Records follow. Select each line holding "crossterm".

## [Recorded information]
● ● ●
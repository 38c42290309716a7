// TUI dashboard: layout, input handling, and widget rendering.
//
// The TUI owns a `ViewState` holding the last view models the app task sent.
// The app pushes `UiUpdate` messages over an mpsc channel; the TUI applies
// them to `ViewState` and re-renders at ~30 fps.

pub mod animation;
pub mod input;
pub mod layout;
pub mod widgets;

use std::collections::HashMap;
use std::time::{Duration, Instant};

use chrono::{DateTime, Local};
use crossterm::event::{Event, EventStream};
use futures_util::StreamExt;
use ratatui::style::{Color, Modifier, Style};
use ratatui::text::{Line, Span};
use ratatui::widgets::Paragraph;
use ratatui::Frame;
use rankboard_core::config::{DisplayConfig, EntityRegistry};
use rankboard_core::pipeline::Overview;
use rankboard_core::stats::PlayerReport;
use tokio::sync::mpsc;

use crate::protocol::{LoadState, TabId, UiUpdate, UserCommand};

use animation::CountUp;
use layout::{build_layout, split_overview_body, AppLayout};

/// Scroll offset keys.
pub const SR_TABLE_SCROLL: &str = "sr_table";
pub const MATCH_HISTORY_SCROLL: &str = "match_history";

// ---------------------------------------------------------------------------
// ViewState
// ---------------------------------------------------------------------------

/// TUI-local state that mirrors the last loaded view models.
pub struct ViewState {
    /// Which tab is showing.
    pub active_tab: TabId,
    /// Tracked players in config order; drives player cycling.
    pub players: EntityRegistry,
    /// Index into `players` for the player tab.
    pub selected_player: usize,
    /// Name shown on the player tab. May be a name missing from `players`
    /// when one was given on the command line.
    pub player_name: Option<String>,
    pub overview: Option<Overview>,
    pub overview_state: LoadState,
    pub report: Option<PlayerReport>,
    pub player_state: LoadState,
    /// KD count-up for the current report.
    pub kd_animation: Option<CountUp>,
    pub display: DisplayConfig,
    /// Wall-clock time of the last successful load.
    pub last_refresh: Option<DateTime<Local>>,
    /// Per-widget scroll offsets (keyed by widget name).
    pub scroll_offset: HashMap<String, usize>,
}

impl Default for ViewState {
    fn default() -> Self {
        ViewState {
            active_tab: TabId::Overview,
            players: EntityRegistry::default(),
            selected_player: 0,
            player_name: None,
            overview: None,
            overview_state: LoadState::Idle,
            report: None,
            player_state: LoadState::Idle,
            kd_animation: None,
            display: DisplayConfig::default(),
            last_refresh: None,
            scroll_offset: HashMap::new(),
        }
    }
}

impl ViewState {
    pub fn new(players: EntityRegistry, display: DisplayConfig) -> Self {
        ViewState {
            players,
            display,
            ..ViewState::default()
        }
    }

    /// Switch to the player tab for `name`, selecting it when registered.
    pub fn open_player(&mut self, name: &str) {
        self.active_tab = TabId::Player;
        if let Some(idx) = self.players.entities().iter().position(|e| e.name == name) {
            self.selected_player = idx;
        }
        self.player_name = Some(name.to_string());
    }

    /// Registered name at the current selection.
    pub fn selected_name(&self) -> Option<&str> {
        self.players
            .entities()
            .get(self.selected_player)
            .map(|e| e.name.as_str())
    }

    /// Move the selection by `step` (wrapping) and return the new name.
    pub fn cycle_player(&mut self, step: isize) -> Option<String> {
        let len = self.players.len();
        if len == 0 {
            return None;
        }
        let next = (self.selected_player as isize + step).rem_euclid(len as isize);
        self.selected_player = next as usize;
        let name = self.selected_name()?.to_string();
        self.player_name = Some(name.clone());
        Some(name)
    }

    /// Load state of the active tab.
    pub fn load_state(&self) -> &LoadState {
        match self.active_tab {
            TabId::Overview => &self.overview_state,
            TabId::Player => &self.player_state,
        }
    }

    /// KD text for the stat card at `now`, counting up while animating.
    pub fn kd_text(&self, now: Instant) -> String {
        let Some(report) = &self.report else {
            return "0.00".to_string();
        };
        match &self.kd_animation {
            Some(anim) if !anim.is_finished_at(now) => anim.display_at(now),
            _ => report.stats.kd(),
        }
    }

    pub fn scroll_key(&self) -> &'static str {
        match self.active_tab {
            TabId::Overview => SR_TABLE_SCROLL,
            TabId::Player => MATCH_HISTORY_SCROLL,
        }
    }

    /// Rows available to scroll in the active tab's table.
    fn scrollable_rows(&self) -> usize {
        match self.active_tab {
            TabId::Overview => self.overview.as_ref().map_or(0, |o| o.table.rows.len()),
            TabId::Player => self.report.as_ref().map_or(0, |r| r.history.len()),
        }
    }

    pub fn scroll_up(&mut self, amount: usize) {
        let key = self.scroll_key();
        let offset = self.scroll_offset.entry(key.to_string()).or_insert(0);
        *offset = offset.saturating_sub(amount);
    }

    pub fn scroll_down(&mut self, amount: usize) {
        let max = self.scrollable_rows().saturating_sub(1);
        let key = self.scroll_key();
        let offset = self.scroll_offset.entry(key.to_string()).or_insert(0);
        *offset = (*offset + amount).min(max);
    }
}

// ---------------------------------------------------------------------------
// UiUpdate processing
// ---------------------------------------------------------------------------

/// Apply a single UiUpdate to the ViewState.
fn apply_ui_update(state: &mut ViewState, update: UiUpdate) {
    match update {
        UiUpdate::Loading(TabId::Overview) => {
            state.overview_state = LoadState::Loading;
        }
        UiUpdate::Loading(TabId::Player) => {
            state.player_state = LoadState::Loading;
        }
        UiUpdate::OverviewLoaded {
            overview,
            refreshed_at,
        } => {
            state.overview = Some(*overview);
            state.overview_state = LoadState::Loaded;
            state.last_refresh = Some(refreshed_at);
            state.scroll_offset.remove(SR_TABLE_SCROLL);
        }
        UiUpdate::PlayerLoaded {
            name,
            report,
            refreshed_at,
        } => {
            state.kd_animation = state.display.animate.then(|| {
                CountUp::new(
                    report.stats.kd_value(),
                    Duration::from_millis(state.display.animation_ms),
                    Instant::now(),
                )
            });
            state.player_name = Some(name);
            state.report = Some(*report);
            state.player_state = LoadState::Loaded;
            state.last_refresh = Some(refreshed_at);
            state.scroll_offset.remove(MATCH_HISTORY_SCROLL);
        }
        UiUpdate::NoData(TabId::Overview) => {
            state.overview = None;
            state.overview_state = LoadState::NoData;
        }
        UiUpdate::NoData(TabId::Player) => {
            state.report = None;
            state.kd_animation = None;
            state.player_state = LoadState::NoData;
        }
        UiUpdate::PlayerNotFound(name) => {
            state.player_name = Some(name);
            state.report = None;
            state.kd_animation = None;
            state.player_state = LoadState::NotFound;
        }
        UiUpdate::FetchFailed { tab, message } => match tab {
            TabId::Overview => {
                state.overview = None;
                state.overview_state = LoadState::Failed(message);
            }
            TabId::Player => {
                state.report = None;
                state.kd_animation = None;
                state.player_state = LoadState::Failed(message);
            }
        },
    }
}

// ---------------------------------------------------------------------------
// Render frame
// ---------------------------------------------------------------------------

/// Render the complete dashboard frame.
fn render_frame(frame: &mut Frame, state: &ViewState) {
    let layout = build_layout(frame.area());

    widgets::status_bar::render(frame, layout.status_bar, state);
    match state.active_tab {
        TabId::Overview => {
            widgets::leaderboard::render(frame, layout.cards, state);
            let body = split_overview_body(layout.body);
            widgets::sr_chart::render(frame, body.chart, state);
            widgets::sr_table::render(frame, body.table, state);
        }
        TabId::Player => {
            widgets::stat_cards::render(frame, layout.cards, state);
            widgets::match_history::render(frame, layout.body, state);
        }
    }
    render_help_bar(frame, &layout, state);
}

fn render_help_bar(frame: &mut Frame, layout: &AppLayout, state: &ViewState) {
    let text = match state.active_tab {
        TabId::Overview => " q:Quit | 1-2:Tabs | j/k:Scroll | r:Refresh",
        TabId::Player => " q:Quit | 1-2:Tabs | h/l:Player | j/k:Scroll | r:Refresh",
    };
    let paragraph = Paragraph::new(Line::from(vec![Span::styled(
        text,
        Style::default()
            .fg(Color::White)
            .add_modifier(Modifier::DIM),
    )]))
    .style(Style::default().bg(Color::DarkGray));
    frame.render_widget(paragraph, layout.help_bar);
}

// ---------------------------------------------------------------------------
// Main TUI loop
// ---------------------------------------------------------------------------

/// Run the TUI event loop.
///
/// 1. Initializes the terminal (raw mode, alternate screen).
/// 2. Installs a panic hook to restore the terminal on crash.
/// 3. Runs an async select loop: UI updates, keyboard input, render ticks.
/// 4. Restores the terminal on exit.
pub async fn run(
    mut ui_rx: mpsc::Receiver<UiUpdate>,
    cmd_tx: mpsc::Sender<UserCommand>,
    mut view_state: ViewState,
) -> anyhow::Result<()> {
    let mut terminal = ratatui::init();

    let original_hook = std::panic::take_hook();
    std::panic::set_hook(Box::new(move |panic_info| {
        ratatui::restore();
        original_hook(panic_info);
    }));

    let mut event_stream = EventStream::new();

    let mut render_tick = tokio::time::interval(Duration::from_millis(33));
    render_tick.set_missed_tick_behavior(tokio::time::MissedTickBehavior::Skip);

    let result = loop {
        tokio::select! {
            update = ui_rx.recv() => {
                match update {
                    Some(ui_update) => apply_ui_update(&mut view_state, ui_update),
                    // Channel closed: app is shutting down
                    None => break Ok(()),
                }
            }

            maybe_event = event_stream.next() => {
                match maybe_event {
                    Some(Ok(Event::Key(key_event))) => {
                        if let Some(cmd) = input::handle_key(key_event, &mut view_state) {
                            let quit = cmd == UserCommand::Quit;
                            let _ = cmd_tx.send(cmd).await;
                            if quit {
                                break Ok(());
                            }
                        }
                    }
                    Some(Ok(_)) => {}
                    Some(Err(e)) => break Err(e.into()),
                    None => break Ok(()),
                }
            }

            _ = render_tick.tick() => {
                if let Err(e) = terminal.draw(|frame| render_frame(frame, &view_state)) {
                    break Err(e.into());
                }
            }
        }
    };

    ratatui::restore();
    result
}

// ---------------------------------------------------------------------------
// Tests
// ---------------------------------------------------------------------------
● ● ●
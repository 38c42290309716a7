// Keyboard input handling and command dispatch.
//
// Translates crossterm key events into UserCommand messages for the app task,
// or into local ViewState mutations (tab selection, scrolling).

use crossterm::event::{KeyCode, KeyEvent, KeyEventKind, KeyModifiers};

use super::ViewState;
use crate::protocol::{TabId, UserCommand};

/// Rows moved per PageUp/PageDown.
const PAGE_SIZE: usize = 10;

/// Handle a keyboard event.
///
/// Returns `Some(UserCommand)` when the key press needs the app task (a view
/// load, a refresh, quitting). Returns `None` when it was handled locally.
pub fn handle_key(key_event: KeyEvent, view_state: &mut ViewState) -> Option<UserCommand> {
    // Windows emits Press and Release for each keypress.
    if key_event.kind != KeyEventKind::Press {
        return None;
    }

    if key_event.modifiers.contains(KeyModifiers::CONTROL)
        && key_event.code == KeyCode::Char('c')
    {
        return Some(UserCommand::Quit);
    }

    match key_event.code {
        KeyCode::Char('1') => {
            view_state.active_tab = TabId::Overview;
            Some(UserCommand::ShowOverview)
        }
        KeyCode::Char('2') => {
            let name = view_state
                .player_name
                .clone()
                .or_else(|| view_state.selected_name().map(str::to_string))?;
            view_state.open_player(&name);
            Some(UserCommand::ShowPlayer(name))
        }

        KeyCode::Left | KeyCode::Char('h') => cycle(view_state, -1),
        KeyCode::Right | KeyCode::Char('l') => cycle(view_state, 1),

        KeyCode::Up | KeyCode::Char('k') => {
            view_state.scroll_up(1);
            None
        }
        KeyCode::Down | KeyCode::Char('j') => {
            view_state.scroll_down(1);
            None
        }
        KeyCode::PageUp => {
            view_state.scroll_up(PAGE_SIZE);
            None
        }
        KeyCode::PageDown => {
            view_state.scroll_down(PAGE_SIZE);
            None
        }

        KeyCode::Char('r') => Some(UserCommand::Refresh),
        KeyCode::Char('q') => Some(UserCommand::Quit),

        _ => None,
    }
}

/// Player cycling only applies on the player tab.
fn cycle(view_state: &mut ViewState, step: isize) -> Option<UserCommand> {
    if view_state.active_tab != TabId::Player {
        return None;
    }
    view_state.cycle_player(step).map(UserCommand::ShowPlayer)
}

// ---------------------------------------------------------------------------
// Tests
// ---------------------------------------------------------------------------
● ● ●
## [Answer]
use crossterm::event::{Event, EventStream};
// Translates crossterm key events into UserCommand messages for the app task,
use crossterm::event::{KeyCode, KeyEvent, KeyEventKind, KeyModifiers};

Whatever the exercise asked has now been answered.